SHW AG reports operating profit still within target range despite lower sales forecast

News
July 26, 2016

July 26, 2016

Germany’s SHW AG has published its preliminary figures for the first six months of the fiscal year 2016. In the period from January to June 2016, SHW AG reported Group sales of EUR 215.3 million (previous year EUR 240.1 million). As well as the expected decline in sales in the Pumps and Engine Components business segment, sales in the Brake Discs business segment were depressed by weaker unit sales and lower scrap prices on account of reduced material surcharges, among other factors.
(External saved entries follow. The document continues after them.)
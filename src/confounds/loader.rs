use std::collections::HashMap;
use std::path::Path;

use anyhow::{Context, Result, bail};
use ndarray::Array2;
use serde::Deserialize;

use crate::confounds::{ComponentMeta, ConfoundMetadata, ConfoundTable, Tissue};
use crate::io::read_to_string_maybe_gz;

pub fn load_confound_table(path: &Path) -> Result<ConfoundTable> {
    let content = read_to_string_maybe_gz(path)
        .with_context(|| format!("failed to load confounds TSV {}", path.display()))?;
    parse_confound_tsv(&content, &path.display().to_string())
}

pub fn load_metadata(path: &Path) -> Result<ConfoundMetadata> {
    let content = read_to_string_maybe_gz(path)
        .with_context(|| format!("failed to load confounds JSON {}", path.display()))?;
    parse_metadata_json(&content, &path.display().to_string())
}

pub fn parse_confound_tsv(content: &str, source: &str) -> Result<ConfoundTable> {
    let mut lines = content.lines().enumerate();
    let header = loop {
        match lines.next() {
            Some((_, line)) if line.trim().is_empty() => continue,
            Some((_, line)) => break line,
            None => bail!("{} is empty (expected a header line)", source),
        }
    };
    let columns: Vec<String> = header
        .trim_end_matches('\r')
        .split('\t')
        .map(|s| s.trim().to_string())
        .collect();
    if columns.iter().any(|c| c.is_empty()) {
        bail!("{}:1 empty column name in header", source);
    }

    let n_cols = columns.len();
    let mut values = Vec::new();
    let mut n_rows = 0usize;
    for (idx, line) in lines {
        let line_no = idx + 1;
        let line = line.trim_end_matches('\r');
        if line.trim().is_empty() {
            continue;
        }
        let parts: Vec<&str> = line.split('\t').collect();
        if parts.len() != n_cols {
            bail!(
                "{}:{} malformed TSV (expected {} columns, found {})",
                source,
                line_no,
                n_cols,
                parts.len()
            );
        }
        for (col, raw) in parts.iter().enumerate() {
            values.push(parse_cell(raw).with_context(|| {
                format!("{}:{} column '{}'", source, line_no, columns[col])
            })?);
        }
        n_rows += 1;
    }

    let data = Array2::from_shape_vec((n_rows, n_cols), values)?;
    ConfoundTable::new(columns, data).with_context(|| format!("invalid confound table {}", source))
}

fn parse_cell(raw: &str) -> Result<f64> {
    let raw = raw.trim();
    if raw.is_empty() || raw.eq_ignore_ascii_case("n/a") || raw.eq_ignore_ascii_case("nan") {
        return Ok(f64::NAN);
    }
    raw.parse::<f64>()
        .map_err(|_| anyhow::anyhow!("non-numeric value '{}'", raw))
}

#[derive(Debug, Deserialize)]
struct RawComponentMeta {
    #[serde(rename = "Mask")]
    mask: Option<String>,
    #[serde(rename = "VarianceExplained")]
    variance_explained: Option<f64>,
    #[serde(rename = "MotionNoise")]
    motion_noise: Option<bool>,
}

pub fn parse_metadata_json(content: &str, source: &str) -> Result<ConfoundMetadata> {
    let raw: HashMap<String, serde_json::Value> = serde_json::from_str(content)
        .with_context(|| format!("failed to parse confounds JSON {}", source))?;

    let mut meta = ConfoundMetadata::new();
    for (name, value) in raw {
        // Only per-component entries are objects; anything else carries no selection attributes.
        if !value.is_object() {
            continue;
        }
        let entry: RawComponentMeta = serde_json::from_value(value)
            .with_context(|| format!("{}: invalid metadata for '{}'", source, name))?;
        if let Some(v) = entry.variance_explained {
            if !(0.0..=1.0).contains(&v) {
                bail!(
                    "{}: VarianceExplained for '{}' out of range [0, 1]: {}",
                    source,
                    name,
                    v
                );
            }
        }
        meta.insert(
            name,
            ComponentMeta {
                tissue: entry.mask.as_deref().and_then(Tissue::from_label),
                variance_explained: entry.variance_explained,
                motion_noise: entry.motion_noise.unwrap_or(false),
            },
        );
    }
    Ok(meta)
}
use std::path::PathBuf;

use ndarray::Array2;

use crate::confounds::{ConfoundMetadata, ConfoundTable, SelectOptions, Selection, Strategy};
use crate::fit::{FitOptions, FitResult};
use crate::io::nifti::Geometry;
use crate::quality::{FdOptions, FdSummary};
use crate::schema::v1::{DenoiseQcV1, WarningEntry};
use crate::volume::Mask;

#[derive(Debug, Clone)]
pub struct InputPaths {
    pub confounds: PathBuf,
    pub metadata: PathBuf,
    pub reference: Option<PathBuf>,
    pub denoised: Option<PathBuf>,
    pub mask: Option<PathBuf>,
}

#[derive(Debug, Clone)]
pub struct OutputPaths {
    pub out_dir: PathBuf,
    pub json_path: PathBuf,
    pub voxel_tsv_path: PathBuf,
    pub confounds_path: PathBuf,
    pub r2_map_path: PathBuf,
    pub gs_map_path: PathBuf,
}

impl OutputPaths {
    pub fn new(out_dir: PathBuf) -> Self {
        Self {
            json_path: out_dir.join("denoiseqc.json"),
            voxel_tsv_path: out_dir.join("voxel_scores.tsv"),
            confounds_path: out_dir.join("confounds_selected.tsv"),
            r2_map_path: out_dir.join("r2_map.nii.gz"),
            gs_map_path: out_dir.join("gs_corr_map.nii.gz"),
            out_dir,
        }
    }
}

#[derive(Debug, Clone, Default)]
pub struct Tsnr {
    pub reference_median: f64,
    pub denoised_median: f64,
}

#[derive(Debug)]
pub struct Ctx {
    pub input: InputPaths,
    pub strategy: Strategy,
    pub select_opts: SelectOptions,
    pub fit_opts: FitOptions,
    pub fd_opts: FdOptions,
    pub global_signal: bool,
    pub write_json: bool,
    pub write_tsv: bool,
    pub table: Option<ConfoundTable>,
    pub metadata: Option<ConfoundMetadata>,
    pub selection: Option<Selection>,
    pub fd: Option<FdSummary>,
    pub mask: Option<Mask>,
    pub geometry: Option<Geometry>,
    /// `[t, voxel]` in mask order.
    pub reference: Option<Array2<f64>>,
    pub denoised: Option<Array2<f64>>,
    pub fit: Option<FitResult>,
    pub gs_fit: Option<FitResult>,
    pub tsnr: Option<Tsnr>,
    pub warnings: Vec<WarningEntry>,
    pub output: OutputPaths,
    pub report: DenoiseQcV1,
}

impl Ctx {
    pub fn new(input: InputPaths, strategy: Strategy, out_dir: PathBuf, tool_version: &str) -> Self {
        let report = DenoiseQcV1::empty(
            tool_version,
            input.confounds.display().to_string(),
            input.metadata.display().to_string(),
        );
        Self {
            input,
            strategy,
            select_opts: SelectOptions::default(),
            fit_opts: FitOptions::default(),
            fd_opts: FdOptions::default(),
            global_signal: false,
            write_json: false,
            write_tsv: false,
            table: None,
            metadata: None,
            selection: None,
            fd: None,
            mask: None,
            geometry: None,
            reference: None,
            denoised: None,
            fit: None,
            gs_fit: None,
            tsnr: None,
            warnings: Vec::new(),
            output: OutputPaths::new(out_dir),
            report,
        }
    }

    pub fn warn(&mut self, kind: &str, message: String) {
        tracing::warn!(kind, message = %message, "integrity_warning");
        self.warnings.push(WarningEntry {
            kind: kind.to_string(),
            message,
        });
    }
}
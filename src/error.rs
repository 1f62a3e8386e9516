use thiserror::Error;

#[derive(Debug, Clone, PartialEq, Eq, Error)]
pub enum DenoiseError {
    #[error("unknown denoising strategy '{name}' (run `fmri-denoiseqc strategies` for the catalog)")]
    UnknownStrategy { name: String },

    #[error("missing confound '{name}': {detail}")]
    MissingConfound { name: String, detail: String },

    #[error("shape mismatch in {context}: expected {expected}, got {got}")]
    ShapeMismatch {
        context: &'static str,
        expected: String,
        got: String,
    },

    #[error("duplicate confound column '{name}'")]
    DuplicateColumn { name: String },
}

impl DenoiseError {
    pub fn missing(name: impl Into<String>, detail: impl Into<String>) -> Self {
        Self::MissingConfound {
            name: name.into(),
            detail: detail.into(),
        }
    }

    pub fn shape(context: &'static str, expected: impl std::fmt::Debug, got: impl std::fmt::Debug) -> Self {
        Self::ShapeMismatch {
            context,
            expected: format!("{:?}", expected),
            got: format!("{:?}", got),
        }
    }
}
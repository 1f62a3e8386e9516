use anyhow::Result;
use std::time::Instant;
use tracing::{info, warn};

use crate::ctx::Ctx;

pub mod stage0_scaffold;
pub mod stage1_confounds;
pub mod stage2_select;
pub mod stage3_images;
pub mod stage4_fit;
pub mod stage5_global_signal;
pub mod stage6_reproject;
pub mod stage7_output;

pub trait Stage {
    fn name(&self) -> &'static str;
    fn run(&self, ctx: &mut Ctx) -> Result<()>;
}

pub struct Pipeline {
    stages: Vec<Box<dyn Stage>>,
}

impl Pipeline {
    pub fn new(stages: Vec<Box<dyn Stage>>) -> Self {
        Self { stages }
    }

    /// Every stage in run order.
    pub fn full() -> Self {
        Self::new(vec![
            Box::new(stage0_scaffold::Stage0Scaffold::new()),
            Box::new(stage1_confounds::Stage1Confounds::new()),
            Box::new(stage2_select::Stage2Select::new()),
            Box::new(stage3_images::Stage3Images::new()),
            Box::new(stage4_fit::Stage4Fit::new()),
            Box::new(stage5_global_signal::Stage5GlobalSignal::new()),
            Box::new(stage6_reproject::Stage6Reproject::new()),
            Box::new(stage7_output::Stage7Output::new()),
        ])
    }

    pub fn run(&self, ctx: &mut Ctx) -> Result<()> {
        info!(
            strategy = %ctx.strategy,
            parallel = cfg!(feature = "mt"),
            "run configured"
        );
        for stage in &self.stages {
            let start = Instant::now();
            info!(stage = stage.name(), "stage started");
            if let Err(err) = stage.run(ctx) {
                let elapsed_ms = start.elapsed().as_millis();
                warn!(
                    stage = stage.name(),
                    elapsed_ms = elapsed_ms as u64,
                    "stage failed"
                );
                return Err(err);
            }
            let elapsed_ms = start.elapsed().as_millis();
            info!(
                stage = stage.name(),
                elapsed_ms = elapsed_ms as u64,
                "stage finished"
            );
        }
        Ok(())
    }
}
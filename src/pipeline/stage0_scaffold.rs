use anyhow::{Context, Result};
use std::fs;
use tracing::info;

use crate::ctx::Ctx;
use crate::pipeline::Stage;

pub struct Stage0Scaffold;

impl Stage0Scaffold {
    pub fn new() -> Self {
        Self
    }
}

impl Stage for Stage0Scaffold {
    fn name(&self) -> &'static str {
        "stage0_scaffold"
    }

    fn run(&self, ctx: &mut Ctx) -> Result<()> {
        fs::create_dir_all(&ctx.output.out_dir).with_context(|| {
            format!("failed to create output dir {}", ctx.output.out_dir.display())
        })?;
        info!(
            out_dir = %ctx.output.out_dir.display(),
            "output_dir_ready"
        );

        ctx.report.input.reference = ctx.input.reference.as_ref().map(|p| p.display().to_string());
        ctx.report.input.denoised = ctx.input.denoised.as_ref().map(|p| p.display().to_string());
        ctx.report.input.mask = ctx.input.mask.as_ref().map(|p| p.display().to_string());

        Ok(())
    }
}
use std::io::{BufWriter, Write};
use std::path::Path;

use anyhow::{Context, Result, bail};
use ndarray::Array2;

use crate::fit::FitResult;
use crate::volume::Mask;

/// Frames x selected regressors, header row first. Values use shortest round-trip formatting.
pub fn write_confounds(path: &Path, columns: &[String], matrix: &Array2<f64>) -> Result<()> {
    ensure_len(matrix.ncols(), columns.len(), "confound matrix columns")?;
    let file = std::fs::File::create(path)
        .with_context(|| format!("failed to create {}", path.display()))?;
    let mut w = BufWriter::new(file);

    writeln!(w, "{}", columns.join("\t"))?;
    for row in matrix.rows() {
        let cells: Vec<String> = row.iter().map(|v| v.to_string()).collect();
        writeln!(w, "{}", cells.join("\t"))?;
    }
    w.flush()?;
    Ok(())
}

/// One row per in-mask voxel, in mask order.
pub fn write_voxel_scores(path: &Path, mask: &Mask, fit: &FitResult) -> Result<()> {
    let n = mask.count();
    ensure_len(fit.r.len(), n, "r")?;
    ensure_len(fit.score.len(), n, "score")?;
    ensure_len(fit.p_value.len(), n, "p")?;

    let file = std::fs::File::create(path)
        .with_context(|| format!("failed to create {}", path.display()))?;
    let mut w = BufWriter::new(file);

    writeln!(w, "voxel\tx\ty\tz\tr\tscore\tp")?;
    for (i, &[x, y, z]) in mask.indices().iter().enumerate() {
        writeln!(
            w,
            "{}\t{}\t{}\t{}\t{}\t{}\t{}",
            i,
            x,
            y,
            z,
            fmt_value(fit.r[i]),
            fmt_value(fit.score[i]),
            fmt_value(fit.p_value[i])
        )?;
    }
    w.flush()?;
    Ok(())
}

fn fmt_value(v: f64) -> String {
    if v.is_nan() {
        "NA".to_string()
    } else {
        v.to_string()
    }
}

fn ensure_len(got: usize, expected: usize, name: &str) -> Result<()> {
    if got != expected {
        bail!("{} length mismatch: {} != {}", name, got, expected);
    }
    Ok(())
}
“We made significant progress in implementing our ‘SHW 2020’ strategy in the first half of 2016,” stated Dr Frank Boshoff, Chief Executive Officer of SHW. “We further improved our production and business processes in the Pumps and Engine Components business segment and therefore also improved our margins. However, to reflect the reticence of individual customers, we are adjusting our sales forecast for 2016 and 2017. Nevertheless, our confidence that we will return to profitable growth from 2018 onwards following these two years of consolidation strengthened. We have landed a number of major new orders both for engine oil and transmission oil pumps over the past few months. The successful development of product applications for battery-powered electric vehicles also opens up new market potential for us. This is especially true for our electric pump for cooling and lubricating. As such, we believe that we are well on the way to achieving our sales target of EUR 630 million to EUR 660 million as well as an EBITDA margin of at least 12% in 2020.”

Adjusted consolidated earnings before interest, taxes, depreciation and amortisation (adjusted EBITDA) amounted to EUR 21.8 million (previous year EUR 23.0 million). At 10.1%, the corresponding operating margin was up significantly on the prior-year figure of 9.6%.
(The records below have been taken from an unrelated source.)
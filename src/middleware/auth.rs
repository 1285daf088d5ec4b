// SPDX-License-Identifier: MIT
// Copyright 2026 Roland Dreier <roland@rolandd.dev>

//! Session JWT authentication middleware.
//!
//! Identity is established out of band (the mobile client's auth
//! provider); this layer only validates the session token it was issued
//! and extracts the user ID.

use crate::AppState;
use axum::{
    extract::{Request, State},
    http::{header, StatusCode},
    middleware::Next,
    response::Response,
};
use axum_extra::extract::cookie::CookieJar;
use jsonwebtoken::{decode, Algorithm, DecodingKey, Validation};
use serde::{Deserialize, Serialize};
use std::sync::Arc;

/// JWT claims structure.
#[derive(Debug, Serialize, Deserialize, Clone)]
pub struct Claims {
    /// Subject (user ID)
    pub sub: String,
    /// Expiration time (Unix timestamp)
    pub exp: usize,
    /// Issued at (Unix timestamp)
    pub iat: usize,
}

/// Authenticated user extracted from JWT.
#[derive(Debug, Clone)]
pub struct AuthUser {
    pub user_id: String,
}

/// Middleware that requires valid JWT authentication.
pub async fn require_auth(
    State(state): State<Arc<AppState>>,
    jar: CookieJar,
    mut request: Request,
    next: Next,
) -> Result<Response, StatusCode> {
    // Try cookie first, then header
    let token = if let Some(cookie) = jar.get("yes_session") {
        cookie.value().to_string()
    } else {
        let auth_header = request
            .headers()
            .get(header::AUTHORIZATION)
            .and_then(|h| h.to_str().ok());

        match auth_header {
            Some(h) if h.starts_with("Bearer ") => h[7..].to_string(),
            _ => return Err(StatusCode::UNAUTHORIZED),
        }
    };

    let key = DecodingKey::from_secret(&state.config.jwt_signing_key);
    let validation = Validation::new(Algorithm::HS256);

    let token_data =
        decode::<Claims>(&token, &key, &validation).map_err(|_| StatusCode::UNAUTHORIZED)?;

    if token_data.claims.sub.is_empty() {
        return Err(StatusCode::UNAUTHORIZED);
    }

    let auth_user = AuthUser {
        user_id: token_data.claims.sub,
    };
    request.extensions_mut().insert(auth_user);

    Ok(next.run(request).await)
}

/// Create a JWT for a user session.
pub fn create_jwt(user_id: &str, signing_key: &[u8]) -> anyhow::Result<String> {
    use jsonwebtoken::{encode, EncodingKey, Header};
    use std::time::{SystemTime, UNIX_EPOCH};

    let now = SystemTime::now().duration_since(UNIX_EPOCH)?.as_secs() as usize;

    let claims = Claims {
        sub: user_id.to_string(),
        iat: now,
        exp: now + 30 * 24 * 60 * 60, // 30 days
    };

    Ok(encode(
        &Header::new(Algorithm::HS256),
        &claims,
        &EncodingKey::from_secret(signing_key),
    )?)
}
// SPDX-License-Identifier: MIT
// Copyright 2026 Roland Dreier <roland@rolandd.dev>

//! Shared helpers for date/time handling.
//!
//! "Local calendar day" always means the day as perceived in the user's
//! IANA timezone, not in UTC. Records without a usable timezone fall back
//! to UTC.

use chrono::{DateTime, Datelike, SecondsFormat, Timelike, Utc};
use chrono_tz::Tz;

/// Format a UTC timestamp as RFC3339 using a `Z` suffix.
pub fn format_utc_rfc3339(date: DateTime<Utc>) -> String {
    date.to_rfc3339_opts(SecondsFormat::Secs, true)
}

/// Resolve an optional IANA timezone name, falling back to UTC.
///
/// The mobile client historically stored `""` for an unset timezone, so
/// empty strings are treated as absent rather than invalid.
pub fn resolve_tz(timezone: Option<&str>) -> Tz {
    match timezone {
        Some(name) if !name.is_empty() => name.parse::<Tz>().unwrap_or_else(|_| {
            tracing::warn!(timezone = name, "Invalid timezone, falling back to UTC");
            Tz::UTC
        }),
        _ => Tz::UTC,
    }
}

/// Whether two instants fall on the same calendar day in `tz`.
pub fn same_local_day(a: DateTime<Utc>, b: DateTime<Utc>, tz: Tz) -> bool {
    a.with_timezone(&tz).date_naive() == b.with_timezone(&tz).date_naive()
}

/// Whether `earlier` falls on the calendar day immediately before `now` in `tz`.
pub fn is_local_yesterday(earlier: DateTime<Utc>, now: DateTime<Utc>, tz: Tz) -> bool {
    let gap = now.with_timezone(&tz).date_naive() - earlier.with_timezone(&tz).date_naive();
    gap.num_days() == 1
}

/// The hour of day (0-23) at `now` in `tz`.
pub fn local_hour(now: DateTime<Utc>, tz: Tz) -> u32 {
    now.with_timezone(&tz).hour()
}

/// Calendar-day key (`YYYY-MM-DD`) for `now` in `tz`.
///
/// Used as the per-(user, day) idempotency key for the midnight scanner.
pub fn local_date_key(now: DateTime<Utc>, tz: Tz) -> String {
    let local = now.with_timezone(&tz);
    format!(
        "{:04}-{:02}-{:02}",
        local.year(),
        local.month(),
        local.day()
    )
}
Over the last few years, to help safeguard the future, SHW AG has invested in capacity and productivity-boosting production facilities and the establishment and expansion of international plants in North America, South America and China. As a result, depreciation increased by 15% to EUR 12.2 million. Net income for the period declined by 32% to EUR 6.5 million due to higher depreciation and the absence of one-off income  (previous year EUR 9.6 million). Earnings per share came to EUR 1.02 (previous year EUR 1.53).

 

Higher profitability in the Pumps and Engine Components business segment

The Pumps and Engine Components business segment reported sales of EUR 170.6 million in the first six months of 2016 (previous year EUR 190.8 million). Sales in the Passenger Car division declined from EUR 159.5 million to EUR 141.8 million. The decline in sales is due in particular to the termination of a contract for camshaft phasers for diesel vehicles as part of a customer’s changeover to the urea injection system (SCR technology). The Industry segment contributed EUR 14.6 million to sales (previous year EUR 15.2 million). The Powder Metallurgy segment closed the first half of 2016 with consolidated sales of EUR 14.2 million (previous year EUR 16.1 million).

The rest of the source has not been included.